SPRINGFIELD, Ill. (AP) — Illinois officials and pediatricians urged parents Monday to start preparing to have their young children vaccinated against COVID-19 when shots become available as early as next week.

Gov. J.B. Pritzker said the Illinois Department of Public Health is constructing a distribution program for low-dose vaccines which the Biden administration expects could receive federal approval by Nov. 3.[1] Prepared and persistent parents could have their children aged 5 to 11 fully vaccinated by Christmas, the governor said during a Chicago news conference.

"If you're a parent, you're probably asking, 'Where do I start?' The answer is, start with your pediatrician," Pritzker said. "IDPH has reached out to every pediatrician in the state to enroll them in the vaccine distribution program.... Call your pediatrician now to make sure that they've enrolled and have ordered doses."

Illinois should receive an initial shipment of 400,000 doses, Pritzker said, with 300,000 sent to pediatricians, hospitals, and clinics and 100,000 going to pharmacies.

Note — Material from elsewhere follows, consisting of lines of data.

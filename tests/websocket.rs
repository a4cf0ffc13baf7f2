//! End-to-end tests against a local `tokio-tungstenite` server.

use std::time::Duration;

use futures_util::{SinkExt, StreamExt};
use panel_socket::{BackoffPolicy, ConnectionState, EventName, Socket, SocketEvent};
use tokio::net::{TcpListener, TcpStream};
use tokio::sync::mpsc::{self, UnboundedReceiver};
use tokio::time::timeout;
use tokio_tungstenite::WebSocketStream;
use tokio_tungstenite::tungstenite::Message;
use tokio_tungstenite::tungstenite::handshake::server::{ErrorResponse, Request, Response};

// ============================================================================
// Test Server
// ============================================================================

const WAIT: Duration = Duration::from_secs(5);

const ORIGIN: &str = "https://panel.example.com";

type ServerSocket = WebSocketStream<TcpStream>;

struct TestServer {
    url: String,
    connections: UnboundedReceiver<ServerSocket>,
    origins: UnboundedReceiver<Option<String>>,
}

impl TestServer {
    async fn start() -> Self {
        let listener = TcpListener::bind("127.0.0.1:0").await.expect("bind");
        let url = format!("ws://{}/api/servers/1/ws", listener.local_addr().expect("addr"));

        let (conn_tx, connections) = mpsc::unbounded_channel();
        let (origin_tx, origins) = mpsc::unbounded_channel();

        tokio::spawn(async move {
            while let Ok((tcp, _)) = listener.accept().await {
                let origin_tx = origin_tx.clone();
                let callback = move |req: &Request, resp: Response| {
                    let origin = req
                        .headers()
                        .get("origin")
                        .and_then(|v| v.to_str().ok())
                        .map(str::to_owned);
                    let _ = origin_tx.send(origin);
                    Ok::<_, ErrorResponse>(resp)
                };

                if let Ok(ws) = tokio_tungstenite::accept_hdr_async(tcp, callback).await {
                    let _ = conn_tx.send(ws);
                }
            }
        });

        Self {
            url,
            connections,
            origins,
        }
    }

    async fn accept(&mut self) -> ServerSocket {
        timeout(WAIT, self.connections.recv())
            .await
            .expect("timed out waiting for connection")
            .expect("server stopped")
    }
}

// ============================================================================
// Helpers
// ============================================================================

fn fast_policy() -> BackoffPolicy {
    BackoffPolicy::new(
        Duration::from_millis(500),
        Duration::from_millis(100),
        Duration::from_secs(1),
    )
}

fn socket() -> Socket {
    Socket::builder()
        .backoff(fast_policy())
        .origin(ORIGIN)
        .build()
        .expect("build socket")
}

async fn next_text(ws: &mut ServerSocket) -> String {
    loop {
        let message = timeout(WAIT, ws.next())
            .await
            .expect("timed out waiting for frame")
            .expect("client went away")
            .expect("read frame");

        if let Message::Text(text) = message {
            return text.to_string();
        }
    }
}

async fn wait_for(events: &mut UnboundedReceiver<SocketEvent>, name: EventName) -> SocketEvent {
    loop {
        let event = timeout(WAIT, events.recv())
            .await
            .expect("timed out waiting for event")
            .expect("event stream ended");

        if event.name() == name {
            return event;
        }
    }
}

// ============================================================================
// Tests
// ============================================================================

#[tokio::test]
async fn test_authenticates_and_exchanges_envelopes() {
    let mut server = TestServer::start().await;
    let socket = socket();
    let mut events = socket.listen();

    socket.set_token("T1", false).connect(server.url.clone()).expect("connect");

    let mut ws = server.accept().await;
    assert_eq!(server.origins.recv().await.flatten().as_deref(), Some(ORIGIN));
    assert_eq!(next_text(&mut ws).await, r#"{"event":"auth","args":["T1"]}"#);
    wait_for(&mut events, EventName::Open).await;

    ws.send(Message::Text(r#"{"event":"status","args":["starting"]}"#.into()))
        .await
        .expect("send status");
    let event = wait_for(&mut events, EventName::server("status")).await;
    assert_eq!(event.args(), ["starting".to_owned()]);

    socket.send("set state", "restart");
    assert_eq!(
        next_text(&mut ws).await,
        r#"{"event":"set state","args":["restart"]}"#
    );
}

#[tokio::test]
async fn test_reconnects_after_server_close() {
    let mut server = TestServer::start().await;
    let socket = socket();
    let mut events = socket.listen();

    socket.set_token("T1", false).connect(server.url.clone()).expect("connect");

    let mut first = server.accept().await;
    next_text(&mut first).await;
    wait_for(&mut events, EventName::Open).await;

    first.close(None).await.expect("close");
    wait_for(&mut events, EventName::Close).await;
    wait_for(&mut events, EventName::Reconnect).await;

    let mut second = server.accept().await;
    assert_eq!(next_text(&mut second).await, r#"{"event":"auth","args":["T1"]}"#);
    wait_for(&mut events, EventName::Open).await;

    let status = socket.status().await.expect("status");
    assert_eq!(status.state, ConnectionState::Open);
    assert_eq!(status.attempts, 2);
}

#[tokio::test]
async fn test_close_sends_close_frame() {
    let mut server = TestServer::start().await;
    let socket = socket();
    let mut events = socket.listen();

    socket.connect(server.url.clone()).expect("connect");
    let mut ws = server.accept().await;
    wait_for(&mut events, EventName::Open).await;

    socket.close(Some(4100), Some("done"));

    let frame = loop {
        match timeout(WAIT, ws.next()).await.expect("timed out") {
            Some(Ok(Message::Close(frame))) => break frame,
            Some(Ok(_)) => {}
            other => panic!("expected close frame, got {other:?}"),
        }
    };
    let frame = frame.expect("close frame payload");
    assert_eq!(u16::from(frame.code), 4100);
    assert_eq!(frame.reason.as_str(), "done");
}

#[tokio::test]
async fn test_refused_connection_reports_error_and_retries() {
    let addr = {
        let listener = TcpListener::bind("127.0.0.1:0").await.expect("bind");
        listener.local_addr().expect("addr")
    };

    let socket = socket();
    let mut events = socket.listen();
    socket.connect(format!("ws://{addr}/ws")).expect("connect");

    let event = wait_for(&mut events, EventName::Error).await;
    assert!(event.error().is_some_and(|e| e.is_connection_error()), "{event:?}");
    wait_for(&mut events, EventName::Reconnect).await;

    socket.close(None, None);
}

Last Friday, IDPH reported that COVID-19 had claimed 25,590 lives in Illinois among 1.61 million confirmed or probable cases of the disease.

COVID-19 has sickened 6.2 million children in the U.S. since the pandemic arrived in early 2020. One in four new cases now involves a child.

"I've seen children lose grandparents, lose their parents, and end up seriously ill themselves," said Dr. Jihad Shoshara, president of Pediatric Health Associates, with offices in Chicago's western suburbs.

In addition to medical facilities, the vaccine will be available in parent-approved school-based events.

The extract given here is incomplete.